_Aim of the exercise_:
Your answer should consist only of the lines below from the one with "pub fn mag(self)" through the one with "fn div(self, rhs: f64)", copied exactly.

Collected data
* * *

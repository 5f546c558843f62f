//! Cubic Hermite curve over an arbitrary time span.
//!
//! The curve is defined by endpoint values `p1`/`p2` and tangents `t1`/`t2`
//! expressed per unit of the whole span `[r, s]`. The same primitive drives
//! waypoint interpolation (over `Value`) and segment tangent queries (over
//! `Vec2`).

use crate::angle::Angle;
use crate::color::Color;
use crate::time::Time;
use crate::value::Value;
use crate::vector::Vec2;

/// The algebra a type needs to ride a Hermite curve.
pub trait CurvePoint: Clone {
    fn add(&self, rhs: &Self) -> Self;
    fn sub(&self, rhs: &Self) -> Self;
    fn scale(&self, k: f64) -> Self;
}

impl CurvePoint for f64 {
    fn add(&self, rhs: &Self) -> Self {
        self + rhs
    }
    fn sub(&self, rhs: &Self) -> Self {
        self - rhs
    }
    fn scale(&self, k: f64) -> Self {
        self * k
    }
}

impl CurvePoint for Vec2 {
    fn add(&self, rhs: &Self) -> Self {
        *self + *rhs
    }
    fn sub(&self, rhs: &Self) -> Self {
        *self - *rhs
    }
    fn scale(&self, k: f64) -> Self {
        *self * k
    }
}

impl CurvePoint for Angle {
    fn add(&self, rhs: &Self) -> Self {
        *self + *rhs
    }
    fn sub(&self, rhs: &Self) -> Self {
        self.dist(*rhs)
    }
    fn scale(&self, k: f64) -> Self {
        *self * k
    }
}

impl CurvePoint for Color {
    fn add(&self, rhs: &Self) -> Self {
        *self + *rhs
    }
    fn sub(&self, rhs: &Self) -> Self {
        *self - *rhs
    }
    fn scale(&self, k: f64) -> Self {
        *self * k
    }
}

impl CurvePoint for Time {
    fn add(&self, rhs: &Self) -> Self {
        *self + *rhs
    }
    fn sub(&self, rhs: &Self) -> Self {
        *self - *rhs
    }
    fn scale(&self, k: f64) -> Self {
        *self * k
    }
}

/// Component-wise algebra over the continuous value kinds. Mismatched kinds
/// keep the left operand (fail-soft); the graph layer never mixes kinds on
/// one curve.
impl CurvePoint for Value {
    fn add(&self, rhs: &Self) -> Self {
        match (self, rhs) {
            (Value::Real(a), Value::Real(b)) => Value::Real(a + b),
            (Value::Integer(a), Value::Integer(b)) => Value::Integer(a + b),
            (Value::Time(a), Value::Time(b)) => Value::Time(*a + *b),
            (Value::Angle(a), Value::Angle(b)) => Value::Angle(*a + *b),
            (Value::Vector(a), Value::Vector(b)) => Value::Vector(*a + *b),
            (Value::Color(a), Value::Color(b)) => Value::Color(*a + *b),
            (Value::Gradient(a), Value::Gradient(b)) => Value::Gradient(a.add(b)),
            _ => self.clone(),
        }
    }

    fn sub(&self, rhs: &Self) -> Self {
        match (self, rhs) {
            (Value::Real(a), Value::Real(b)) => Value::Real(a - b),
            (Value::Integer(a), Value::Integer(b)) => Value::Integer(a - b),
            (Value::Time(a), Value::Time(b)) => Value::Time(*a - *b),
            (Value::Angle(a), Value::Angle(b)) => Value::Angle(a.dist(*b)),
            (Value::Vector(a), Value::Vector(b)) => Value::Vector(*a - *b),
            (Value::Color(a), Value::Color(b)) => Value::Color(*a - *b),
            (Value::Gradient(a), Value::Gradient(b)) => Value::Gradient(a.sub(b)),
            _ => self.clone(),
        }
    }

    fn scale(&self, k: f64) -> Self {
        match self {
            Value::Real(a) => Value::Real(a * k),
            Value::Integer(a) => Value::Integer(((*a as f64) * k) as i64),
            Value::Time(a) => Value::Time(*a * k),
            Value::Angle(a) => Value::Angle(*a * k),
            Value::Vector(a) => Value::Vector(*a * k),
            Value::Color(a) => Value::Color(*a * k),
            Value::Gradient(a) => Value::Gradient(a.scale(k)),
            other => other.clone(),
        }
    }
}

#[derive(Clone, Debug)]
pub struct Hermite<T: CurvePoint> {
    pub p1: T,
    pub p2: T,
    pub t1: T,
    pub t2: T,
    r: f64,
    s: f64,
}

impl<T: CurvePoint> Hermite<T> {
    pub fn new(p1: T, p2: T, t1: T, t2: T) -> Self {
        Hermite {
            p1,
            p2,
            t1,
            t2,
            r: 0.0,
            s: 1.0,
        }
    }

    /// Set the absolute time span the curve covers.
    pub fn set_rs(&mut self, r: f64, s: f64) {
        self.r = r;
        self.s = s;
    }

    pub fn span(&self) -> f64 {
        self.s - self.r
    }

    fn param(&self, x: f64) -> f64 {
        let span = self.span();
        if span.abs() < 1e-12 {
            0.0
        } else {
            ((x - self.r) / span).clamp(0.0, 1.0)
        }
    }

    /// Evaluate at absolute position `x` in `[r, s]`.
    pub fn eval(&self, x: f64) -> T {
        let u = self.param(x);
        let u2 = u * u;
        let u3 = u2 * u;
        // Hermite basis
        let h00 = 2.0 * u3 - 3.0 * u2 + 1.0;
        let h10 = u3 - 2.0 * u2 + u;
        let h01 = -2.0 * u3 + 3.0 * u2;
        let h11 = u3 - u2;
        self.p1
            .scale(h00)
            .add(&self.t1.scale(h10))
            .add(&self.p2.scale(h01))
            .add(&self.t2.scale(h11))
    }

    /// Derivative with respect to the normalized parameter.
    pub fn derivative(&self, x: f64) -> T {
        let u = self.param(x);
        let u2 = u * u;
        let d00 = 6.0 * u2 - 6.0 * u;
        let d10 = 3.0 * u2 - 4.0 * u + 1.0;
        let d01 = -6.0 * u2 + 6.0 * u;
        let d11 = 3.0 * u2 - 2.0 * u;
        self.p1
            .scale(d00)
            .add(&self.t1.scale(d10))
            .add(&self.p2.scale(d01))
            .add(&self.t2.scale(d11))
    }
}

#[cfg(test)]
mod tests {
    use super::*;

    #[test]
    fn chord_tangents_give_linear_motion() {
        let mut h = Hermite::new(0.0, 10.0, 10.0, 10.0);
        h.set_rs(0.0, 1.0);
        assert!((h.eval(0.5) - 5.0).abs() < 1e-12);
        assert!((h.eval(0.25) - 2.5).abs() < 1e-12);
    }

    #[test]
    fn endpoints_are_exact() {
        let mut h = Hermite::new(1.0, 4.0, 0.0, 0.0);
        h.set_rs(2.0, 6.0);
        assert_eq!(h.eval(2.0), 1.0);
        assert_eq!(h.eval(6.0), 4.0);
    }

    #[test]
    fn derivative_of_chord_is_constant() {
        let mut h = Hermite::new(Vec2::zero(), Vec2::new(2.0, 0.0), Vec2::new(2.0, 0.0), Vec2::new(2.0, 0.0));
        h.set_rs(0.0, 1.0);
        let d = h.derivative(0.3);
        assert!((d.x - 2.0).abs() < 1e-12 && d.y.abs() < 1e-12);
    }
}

* * *

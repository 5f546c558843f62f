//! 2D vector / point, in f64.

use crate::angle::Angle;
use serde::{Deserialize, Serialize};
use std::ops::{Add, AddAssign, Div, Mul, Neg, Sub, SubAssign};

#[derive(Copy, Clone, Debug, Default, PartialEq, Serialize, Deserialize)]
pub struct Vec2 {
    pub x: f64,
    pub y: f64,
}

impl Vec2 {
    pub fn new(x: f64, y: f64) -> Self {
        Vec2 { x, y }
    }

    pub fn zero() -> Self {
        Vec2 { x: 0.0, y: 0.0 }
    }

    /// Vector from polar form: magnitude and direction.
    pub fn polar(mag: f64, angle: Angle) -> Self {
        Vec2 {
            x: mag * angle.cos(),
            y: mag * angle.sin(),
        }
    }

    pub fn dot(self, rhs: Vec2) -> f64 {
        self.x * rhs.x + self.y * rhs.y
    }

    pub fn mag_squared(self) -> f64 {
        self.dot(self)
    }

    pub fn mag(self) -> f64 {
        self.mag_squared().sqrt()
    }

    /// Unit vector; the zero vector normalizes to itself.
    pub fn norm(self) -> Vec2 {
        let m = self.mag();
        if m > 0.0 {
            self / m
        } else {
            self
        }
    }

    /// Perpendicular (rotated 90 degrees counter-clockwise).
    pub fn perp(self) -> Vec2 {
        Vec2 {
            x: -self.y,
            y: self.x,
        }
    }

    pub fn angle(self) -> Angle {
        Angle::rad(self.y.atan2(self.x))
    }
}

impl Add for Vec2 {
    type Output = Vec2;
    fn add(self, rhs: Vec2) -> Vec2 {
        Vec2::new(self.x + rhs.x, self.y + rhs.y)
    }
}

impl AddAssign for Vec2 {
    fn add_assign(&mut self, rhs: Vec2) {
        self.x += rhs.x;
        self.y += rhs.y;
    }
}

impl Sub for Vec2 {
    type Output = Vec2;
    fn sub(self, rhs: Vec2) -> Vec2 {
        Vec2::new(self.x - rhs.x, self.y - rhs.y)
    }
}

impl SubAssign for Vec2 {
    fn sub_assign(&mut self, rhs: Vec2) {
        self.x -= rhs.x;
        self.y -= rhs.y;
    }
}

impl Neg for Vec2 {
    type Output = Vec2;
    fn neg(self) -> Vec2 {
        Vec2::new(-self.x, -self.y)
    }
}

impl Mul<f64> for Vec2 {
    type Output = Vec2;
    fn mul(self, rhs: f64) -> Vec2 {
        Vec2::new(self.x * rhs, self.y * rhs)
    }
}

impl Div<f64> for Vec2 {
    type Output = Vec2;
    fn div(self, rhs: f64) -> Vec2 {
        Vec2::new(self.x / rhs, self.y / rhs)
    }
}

* * *

_Completed exercise_:
    pub fn mag(self) -> f64 {
        self.mag_squared().sqrt()
    }

    /// Unit vector; the zero vector normalizes to itself.
    pub fn norm(self) -> Vec2 {
        let m = self.mag();
        if m > 0.0 {
            self / m
        } else {
            self
        }
    }

    /// Perpendicular (rotated 90 degrees counter-clockwise).
    pub fn perp(self) -> Vec2 {
        Vec2 {
            x: -self.y,
            y: self.x,
        }
    }

    pub fn angle(self) -> Angle {
        Angle::rad(self.y.atan2(self.x))
    }
}

impl Add for Vec2 {
    type Output = Vec2;
    fn add(self, rhs: Vec2) -> Vec2 {
        Vec2::new(self.x + rhs.x, self.y + rhs.y)
    }
}

impl AddAssign for Vec2 {
    fn add_assign(&mut self, rhs: Vec2) {
        self.x += rhs.x;
        self.y += rhs.y;
    }
}

impl Sub for Vec2 {
    type Output = Vec2;
    fn sub(self, rhs: Vec2) -> Vec2 {
        Vec2::new(self.x - rhs.x, self.y - rhs.y)
    }
}

impl SubAssign for Vec2 {
    fn sub_assign(&mut self, rhs: Vec2) {
        self.x -= rhs.x;
        self.y -= rhs.y;
    }
}

impl Neg for Vec2 {
    type Output = Vec2;
    fn neg(self) -> Vec2 {
        Vec2::new(-self.x, -self.y)
    }
}

impl Mul<f64> for Vec2 {
    type Output = Vec2;
    fn mul(self, rhs: f64) -> Vec2 {
        Vec2::new(self.x * rhs, self.y * rhs)
    }
}

impl Div<f64> for Vec2 {
    type Output = Vec2;
    fn div(self, rhs: f64) -> Vec2 {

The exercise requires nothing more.